**DESCRIPTION OF THE TASK**
Read the lines below, and copy any that contain the string "AllocProfiler".
#####
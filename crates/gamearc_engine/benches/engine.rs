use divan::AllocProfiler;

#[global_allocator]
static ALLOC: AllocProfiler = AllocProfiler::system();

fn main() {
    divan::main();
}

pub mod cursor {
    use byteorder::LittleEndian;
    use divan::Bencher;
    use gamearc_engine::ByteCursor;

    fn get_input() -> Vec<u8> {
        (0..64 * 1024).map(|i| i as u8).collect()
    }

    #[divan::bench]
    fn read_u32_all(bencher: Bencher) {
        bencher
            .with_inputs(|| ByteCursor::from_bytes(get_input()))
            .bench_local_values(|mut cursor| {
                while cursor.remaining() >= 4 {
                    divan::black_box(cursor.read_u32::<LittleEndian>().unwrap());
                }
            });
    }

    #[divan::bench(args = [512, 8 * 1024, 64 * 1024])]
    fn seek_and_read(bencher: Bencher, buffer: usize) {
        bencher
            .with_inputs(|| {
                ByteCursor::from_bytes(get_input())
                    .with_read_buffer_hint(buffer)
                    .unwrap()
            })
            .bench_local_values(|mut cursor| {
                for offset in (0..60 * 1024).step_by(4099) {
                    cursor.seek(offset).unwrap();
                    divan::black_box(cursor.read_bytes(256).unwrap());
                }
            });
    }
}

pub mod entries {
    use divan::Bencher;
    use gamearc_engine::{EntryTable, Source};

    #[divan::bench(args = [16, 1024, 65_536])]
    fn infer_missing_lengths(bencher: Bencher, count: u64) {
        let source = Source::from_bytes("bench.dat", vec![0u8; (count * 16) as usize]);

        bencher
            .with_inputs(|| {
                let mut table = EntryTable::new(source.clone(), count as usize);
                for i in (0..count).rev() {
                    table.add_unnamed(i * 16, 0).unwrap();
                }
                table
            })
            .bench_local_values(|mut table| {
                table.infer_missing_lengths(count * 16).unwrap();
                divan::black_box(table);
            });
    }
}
#####
**RESPONSE BELOW**
use divan::AllocProfiler;
static ALLOC: AllocProfiler = AllocProfiler::system();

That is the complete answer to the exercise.